In the year since that conversation, my daughter has never brought up that comment again. My silence allowed my daughter to talk about her hurt without it being compounded by feeling ashamed to talk about it. In addition to eating great meals of delicious food, there are so many things we’ve done at that table in my brother’s living room – colored pictures, worked on crosswords, celebrated birthdays, had long conversations about life, reviewed the fun of the day. But now I add to that list – relaxed into our imperfections and healed mistakes.

Projections

“Turn your wounds into wisdom.” -Oprah Winfrey

My five-year-old daughter was sitting at the kitchen table doing her remote Kindergarten class the other day. To do the work, she needed the packet the school had sent home plus scissors and glue. I found the packet for her and then she couldn’t find her scissors and glue because she hadn’t put them back where they belong. She said to me, “You are making me have the worst day.”

Psychology Today defines the term projection as the “process of displacing one’s feeling onto a different person, animal or object.” We project our feelings onto someone or something else as a defense mechanism. Instead of owning our own BS, we can turn the issue into something else in an effort to protect our own egos.

I think of the time I found out about my husband’s infidelities. One of his friends, who was also my business partner, invited me out to lunch which was odd since we had never had a meal without my husband there too. When I arrived the sense of foreboding was amplified enormously because the friend had chosen a table in a closed section and also ordered me a beer. It was almost a relief when he started telling me of the infidelities because the build-up was so intense. But then I had to go home and tell my husband that I knew. He wasn’t home so I called my brother and four of my closest friends and then went out to dinner with my two best girlfriends. I finally saw my husband and asked, “Have you ever been unfaithful to me?” He answered “no” but seeing that I knew something, he then asked, “Who told you?” Then the next question he asked was, “Who else knows?”

The next months were a master class in projection. That is the perfect word for it. There is a source that is running the show but whenever you try to look for it, you are redirected to the pictures showing on the big screen. Any time the infidelities came up, he expressed his rage that his friend betrayed him (and yes, I saw the irony). Any time he got uncomfortable, he blamed me for revealing his secret. It made it so that we never could talk about the real problems. The message communicated was not that he was sorry, but just that he was sorry that I found out. By flipping the conversation to who I told, it made me the person who had been hurtful.

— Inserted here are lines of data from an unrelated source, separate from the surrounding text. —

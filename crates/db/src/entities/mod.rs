//! `SeaORM` entity definitions.

pub mod billing_rates;
pub mod cost_centers;
pub mod fiscal_periods;
pub mod fiscal_years;
pub mod sea_orm_active_enums;
pub mod tax_rates;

In a truly honest discourse, we would have been able to discuss not only the root issues but also my shortcomings as well. But if he was going to deflect, there was no way I was going to step forward either. I’m so grateful that marriage ended so I never wonder whether it could have been saved – but I do wonder if we could have cleaned and bandaged the wounds a lot faster had we not lingered in the defensive woods for so long. As it was, it took me many more years of my own work, reading, listening to others, and primarily having to sit with myself in meditation for me to finally own my part in the destruction. Projection might work as a defense but it does not work to heal and grow.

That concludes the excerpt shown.